Le peintre ayant été malade, le docteur Cottard lui conseilla un voyage en mer ; plusieurs fidèles parlèrent de partir avec lui ; les Verdurin ne purent se résoudre à rester seuls, louèrent un yacht, puis s'en rendirent acquéreurs et ainsi Odette fit de fréquentes croisières. Chaque fois qu'elle était partie depuis un peu de temps, Swann sentait qu'il commençait à se détacher d'elle, mais comme si cette distance morale était proportionnée à la distance matérielle, dès qu'il savait Odette de retour, il ne pouvait pas rester sans la voir. Une fois, partis pour un mois seulement, croyaient-ils, soit qu'ils eussent été tentés en route, soit que M. Verdurin eût sournoisement arrangé les choses d'avance pour faire plaisir à sa femme et n'eût averti les fidèles qu'au fur et à mesure, d'Alger ils allèrent à Tunis, puis en Italie, puis en Grèce, à Constantinople, en Asie Mineure. Le voyage durait depuis près d'un an. Swann se sentait absolument tranquille, presque heureux. Bien que Mme Verdurin eût cherché à persuader au pianiste et au docteur Cottard que la tante de l'un et les malades de l'autre n'avaient aucun besoin d'eux et qu'en tous cas il était imprudent de laisser Mme Cottard rentrer à Paris que M. Verdurin assurait être en révolution, elle fut obligée de leur rendre leur liberté à Constantinople. Et le peintre partit avec eux. Un jour, peu après le retour de ces trois voyageurs, Swann voyant passer un omnibus pour le Luxembourg où il avait à faire, avait sauté dedans, et s'y était trouvé assis en face de Mme Cottard qui faisait sa tournée de visites « de jours » en grande tenue, plumet au chapeau, robe de soie, manchon, en-tout-cas, porte-cartes, et gants blancs nettoyés. Revêtue de ces insignes, quand il faisait sec elle allait à pied d'une maison à l'autre, dans un même quartier, mais pour passer ensuite dans un quartier différent usait de l'omnibus avec correspondance. Pendant les premiers instants, avant que la gentillesse native de la femme eût pu percer l'empesé de la petite bourgeoise, et ne sachant trop d'ailleurs si elle devait parler des Verdurin à Swann, elle tint tout naturellement, de sa voix lente, gauche et douce que par moments l'omnibus couvrait complètement de son tonnerre, des propos choisis parmi ceux qu'elle entendait et répétait dans les vingt-cinq maisons dont elle montait les étages dans une journée :

« Je ne vous demande pas, Monsieur, si un homme dans le mouvement comme vous a vu, aux Mirlitons, le portrait de Machard qui fait courir tout Paris. Eh bien, qu'en dites-vous ? Êtes-vous dans le camp de ceux qui approuvent ou dans le camp de ceux qui blâment ? Dans tous les salons on ne parle que du portrait de Machard, on n'est pas chic, on n'est pas pur, on n'est pas dans le train, si on ne donne pas son opinion sur le portrait de Machard. »

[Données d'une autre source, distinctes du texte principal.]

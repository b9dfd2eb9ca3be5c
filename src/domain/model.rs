use serde::{Deserialize, Serialize};
use std::fmt;

/// 學期，上游 API 只接受羅馬數字
#[derive(Debug, Clone, Copy, PartialEq, Eq, Serialize, Deserialize)]
pub enum Semester {
    I,
    II,
    III,
    IV,
    V,
    VI,
    VII,
    VIII,
}

impl Semester {
    const ALL: [Semester; 8] = [
        Semester::I,
        Semester::II,
        Semester::III,
        Semester::IV,
        Semester::V,
        Semester::VI,
        Semester::VII,
        Semester::VIII,
    ];

    pub fn as_roman(&self) -> &'static str {
        match self {
            Semester::I => "I",
            Semester::II => "II",
            Semester::III => "III",
            Semester::IV => "IV",
            Semester::V => "V",
            Semester::VI => "VI",
            Semester::VII => "VII",
            Semester::VIII => "VIII",
        }
    }

    /// 接受 `III`、`iii` 或 `3`
    pub fn parse(value: &str) -> Option<Self> {
        let value = value.trim();

        // 數字只收單一個 ASCII 1..8，`+3`、`03` 一律不收
        if let [digit @ b'1'..=b'8'] = value.as_bytes() {
            return Self::ALL.get(usize::from(digit - b'1')).copied();
        }

        Self::ALL
            .iter()
            .find(|s| s.as_roman().eq_ignore_ascii_case(value))
            .copied()
    }
}

impl fmt::Display for Semester {
    fn fmt(&self, f: &mut fmt::Formatter<'_>) -> fmt::Result {
        f.write_str(self.as_roman())
    }
}

/// 一次查詢的已驗證參數
#[derive(Debug, Clone, PartialEq, Eq)]
pub struct ResultLookup {
    pub reg_no: String,
    pub year: u16,
    pub semester: Semester,
    pub exam_held: String,
}

impl ResultLookup {
    /// 同樣的考試，換一個准考證號
    pub fn with_reg_no(&self, reg_no: impl Into<String>) -> Self {
        Self {
            reg_no: reg_no.into(),
            ..self.clone()
        }
    }
}

#[derive(Debug, Clone, Copy, PartialEq, Eq, Serialize, Deserialize)]
#[serde(rename_all = "snake_case")]
pub enum LookupStatus {
    Success,
    NotFound,
    Timeout,
    Error,
}

/// 回給客戶端的單筆結果
#[derive(Debug, Clone, PartialEq, Serialize, Deserialize)]
#[serde(rename_all = "camelCase")]
pub struct ResultItem {
    pub reg_no: String,
    pub status: LookupStatus,
    pub data: Option<serde_json::Value>,
    #[serde(default, skip_serializing_if = "Option::is_none")]
    pub error: Option<String>,
}
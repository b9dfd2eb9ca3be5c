use crate::core::{ResultLookup, Semester};
use crate::utils::error::{ProxyError, Result};
use chrono::Datelike;
use regex::Regex;
use std::collections::HashMap;
use std::sync::LazyLock;

pub type QueryParams = HashMap<String, String>;

pub const REQUIRED_PARAMS: [&str; 4] = ["reg_no", "year", "semester", "exam_held"];

/// 最早可查詢的年份
pub const MIN_YEAR: u16 = 2000;

// `\d` 在 regex crate 會吃 Unicode 數字，這裡刻意只收 ASCII
static REG_NO_PATTERN: LazyLock<Regex> =
    LazyLock::new(|| Regex::new(r"^[0-9]{11}$").expect("reg_no pattern is valid"));
static YEAR_PATTERN: LazyLock<Regex> =
    LazyLock::new(|| Regex::new(r"^[0-9]{4}$").expect("year pattern is valid"));
static EXAM_HELD_PATTERN: LazyLock<Regex> =
    LazyLock::new(|| Regex::new(r"^[A-Za-z]{3,9}/[0-9]{4}$").expect("exam_held pattern is valid"));

/// 把原始 query 配對收成 map；必要參數重複出現時直接拒絕
pub fn query_from_pairs<I, K, V>(pairs: I) -> Result<QueryParams>
where
    I: IntoIterator<Item = (K, V)>,
    K: AsRef<str>,
    V: AsRef<str>,
{
    let mut query = QueryParams::new();

    for (key, value) in pairs {
        let key = key.as_ref();
        let repeated = query
            .insert(key.to_string(), value.as_ref().to_string())
            .is_some();

        if repeated && REQUIRED_PARAMS.iter().any(|name| *name == key) {
            return Err(invalid(key, "must be given only once"));
        }
    }

    Ok(query)
}

impl ResultLookup {
    /// 以今天的年份驗證查詢參數
    pub fn from_query(params: &QueryParams) -> Result<Self> {
        let current_year = chrono::Utc::now().year();
        Self::from_query_at(params, u16::try_from(current_year).unwrap_or(u16::MAX))
    }

    /// 先一次回報所有缺少的參數，再依序檢查格式
    pub fn from_query_at(params: &QueryParams, current_year: u16) -> Result<Self> {
        let value = |name: &str| {
            params
                .get(name)
                .map(|v| v.trim())
                .filter(|v| !v.is_empty())
        };

        let reg_no = value("reg_no");
        let year = value("year");
        let semester = value("semester");
        let exam_held = value("exam_held");

        match (reg_no, year, semester, exam_held) {
            (Some(reg_no), Some(year), Some(semester), Some(exam_held)) => Ok(Self {
                reg_no: parse_reg_no(reg_no)?,
                year: parse_year(year, current_year)?,
                semester: parse_semester(semester)?,
                exam_held: parse_exam_held(exam_held)?,
            }),
            _ => {
                let missing = REQUIRED_PARAMS
                    .iter()
                    .zip([reg_no, year, semester, exam_held])
                    .filter(|(_, v)| v.is_none())
                    .map(|(name, _)| name.to_string())
                    .collect();
                Err(ProxyError::MissingParametersError { fields: missing })
            }
        }
    }
}

fn invalid(field: &str, reason: impl Into<String>) -> ProxyError {
    ProxyError::InvalidParameterError {
        field: field.to_string(),
        reason: reason.into(),
    }
}

fn parse_reg_no(value: &str) -> Result<String> {
    if !REG_NO_PATTERN.is_match(value) {
        return Err(invalid("reg_no", "must be exactly 11 digits"));
    }
    Ok(value.to_string())
}

fn parse_year(value: &str, current_year: u16) -> Result<u16> {
    if !YEAR_PATTERN.is_match(value) {
        return Err(invalid("year", "must be a 4-digit year"));
    }

    let year: u16 = value
        .parse()
        .map_err(|_| invalid("year", "must be a 4-digit year"))?;

    if year < MIN_YEAR || year > current_year {
        return Err(invalid(
            "year",
            format!("must be between {} and {}", MIN_YEAR, current_year),
        ));
    }

    Ok(year)
}

fn parse_semester(value: &str) -> Result<Semester> {
    Semester::parse(value).ok_or_else(|| invalid("semester", "must be I to VIII (or 1 to 8)"))
}

fn parse_exam_held(value: &str) -> Result<String> {
    if !EXAM_HELD_PATTERN.is_match(value) {
        return Err(invalid(
            "exam_held",
            "must look like Month/YYYY, e.g. November/2023",
        ));
    }
    Ok(value.to_string())
}

#[cfg(test)]
mod tests {
    use super::*;

    fn params(pairs: &[(&str, &str)]) -> QueryParams {
        pairs
            .iter()
            .map(|(k, v)| (k.to_string(), v.to_string()))
            .collect()
    }

    fn valid() -> QueryParams {
        params(&[
            ("reg_no", "22105110001"),
            ("year", "2023"),
            ("semester", "iii"),
            ("exam_held", "November/2023"),
        ])
    }

    #[test]
    fn test_query_from_pairs_rejects_repeated_parameters() {
        let query = query_from_pairs([
            ("reg_no", "22105110001"),
            ("year", "2023"),
            ("utm_source", "a"),
            ("utm_source", "b"),
        ])
        .unwrap();
        assert_eq!(query.get("reg_no").map(String::as_str), Some("22105110001"));
        assert_eq!(query.get("utm_source").map(String::as_str), Some("b"));

        match query_from_pairs([("reg_no", "22105110001"), ("reg_no", "22105110099")]) {
            Err(ProxyError::InvalidParameterError { field, reason }) => {
                assert_eq!(field, "reg_no");
                assert_eq!(reason, "must be given only once");
            }
            other => panic!("expected repeated reg_no to be rejected, got {:?}", other),
        }
    }

    #[test]
    fn test_semester_with_padding_or_sign_is_rejected() {
        for semester in ["+3", "03", "008"] {
            let mut query = valid();
            query.insert("semester".to_string(), semester.to_string());
            match ResultLookup::from_query_at(&query, 2025) {
                Err(ProxyError::InvalidParameterError { field, .. }) => {
                    assert_eq!(field, "semester")
                }
                other => panic!("expected {} to be rejected, got {:?}", semester, other),
            }
        }
    }

    #[test]
    fn test_valid_lookup_normalizes_semester() {
        let lookup = ResultLookup::from_query_at(&valid(), 2025).unwrap();

        assert_eq!(lookup.reg_no, "22105110001");
        assert_eq!(lookup.year, 2023);
        assert_eq!(lookup.semester, Semester::III);
        assert_eq!(lookup.exam_held, "November/2023");
    }

    #[test]
    fn test_values_are_trimmed() {
        let mut query = valid();
        query.insert("reg_no".to_string(), " 22105110001 ".to_string());

        let lookup = ResultLookup::from_query_at(&query, 2025).unwrap();
        assert_eq!(lookup.reg_no, "22105110001");
    }

    #[test]
    fn test_all_missing_parameters_reported_together() {
        let query = params(&[("reg_no", "not-a-number"), ("semester", "  ")]);

        match ResultLookup::from_query_at(&query, 2025) {
            Err(ProxyError::MissingParametersError { fields }) => {
                assert_eq!(fields, vec!["year", "semester", "exam_held"]);
            }
            other => panic!("expected missing parameters, got {:?}", other),
        }
    }

    #[test]
    fn test_format_checked_in_order() {
        let mut query = valid();
        query.insert("reg_no".to_string(), "2210511000".to_string());
        query.insert("year".to_string(), "23".to_string());

        match ResultLookup::from_query_at(&query, 2025) {
            Err(ProxyError::InvalidParameterError { field, .. }) => assert_eq!(field, "reg_no"),
            other => panic!("expected invalid reg_no, got {:?}", other),
        }
    }

    #[test]
    fn test_reg_no_rejects_non_ascii_digits() {
        let mut query = valid();
        // 阿拉伯-印度數字
        query.insert("reg_no".to_string(), "٢٢١٠٥١١٠٠٠١".to_string());
        assert!(ResultLookup::from_query_at(&query, 2025).is_err());

        query.insert("reg_no".to_string(), "221051100011".to_string());
        assert!(ResultLookup::from_query_at(&query, 2025).is_err());
    }

    #[test]
    fn test_year_bounds() {
        let mut query = valid();

        query.insert("year".to_string(), "2026".to_string());
        assert!(ResultLookup::from_query_at(&query, 2025).is_err());

        query.insert("year".to_string(), "1999".to_string());
        assert!(ResultLookup::from_query_at(&query, 2025).is_err());

        query.insert("year".to_string(), "2025".to_string());
        assert!(ResultLookup::from_query_at(&query, 2025).is_ok());
    }

    #[test]
    fn test_invalid_semester_and_exam_held() {
        let mut query = valid();
        query.insert("semester".to_string(), "IX".to_string());
        match ResultLookup::from_query_at(&query, 2025) {
            Err(ProxyError::InvalidParameterError { field, .. }) => assert_eq!(field, "semester"),
            other => panic!("expected invalid semester, got {:?}", other),
        }

        let mut query = valid();
        query.insert("exam_held".to_string(), "2023/November".to_string());
        match ResultLookup::from_query_at(&query, 2025) {
            Err(ProxyError::InvalidParameterError { field, .. }) => assert_eq!(field, "exam_held"),
            other => panic!("expected invalid exam_held, got {:?}", other),
        }
    }
}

Swann ayant répondu qu'il n'avait pas vu ce portrait, Mme Cottard eut peur de l'avoir blessé en l'obligeant à le confesser.

« Ah ! c'est très bien, au moins vous l'avouez franchement, vous ne vous croyez pas déshonoré parce que vous n'avez pas vu le portrait de Machard. Je trouve cela très beau de votre part. Hé bien, moi je l'ai vu, les avis sont partagés, il y en a qui trouvent que c'est un peu léché, un peu crème fouettée, moi, je le trouve idéal. Évidemment elle ne ressemble pas aux femmes bleues et jaunes de notre ami Biche. Mais je dois vous l'avouer franchement, vous ne me trouverez pas très fin de siècle, mais je le dis comme je le pense, je ne comprends pas. Mon Dieu, je reconnais les qualités qu'il y a dans le portrait de mon mari, c'est moins étrange que ce qu'il fait d'habitude, mais il a fallu qu'il lui fasse des moustaches bleues. Tandis que Machard ! Tenez, justement le mari de l'amie chez qui je vais en ce moment (ce qui me donne le très grand plaisir de faire route avec vous) lui a promis, s'il est nommé à l'Académie (c'est un des collègues du docteur) de lui faire faire son portrait par Machard. Évidemment c'est un beau rêve ! J'ai une autre amie qui prétend qu'elle aime mieux Leloir. Je ne suis qu'une pauvre profane et Leloir est peut-être encore supérieur comme science. Mais je trouve que la première qualité d'un portrait, surtout quand il coûte dix mille francs, est d'être ressemblant et d'une ressemblance agréable. »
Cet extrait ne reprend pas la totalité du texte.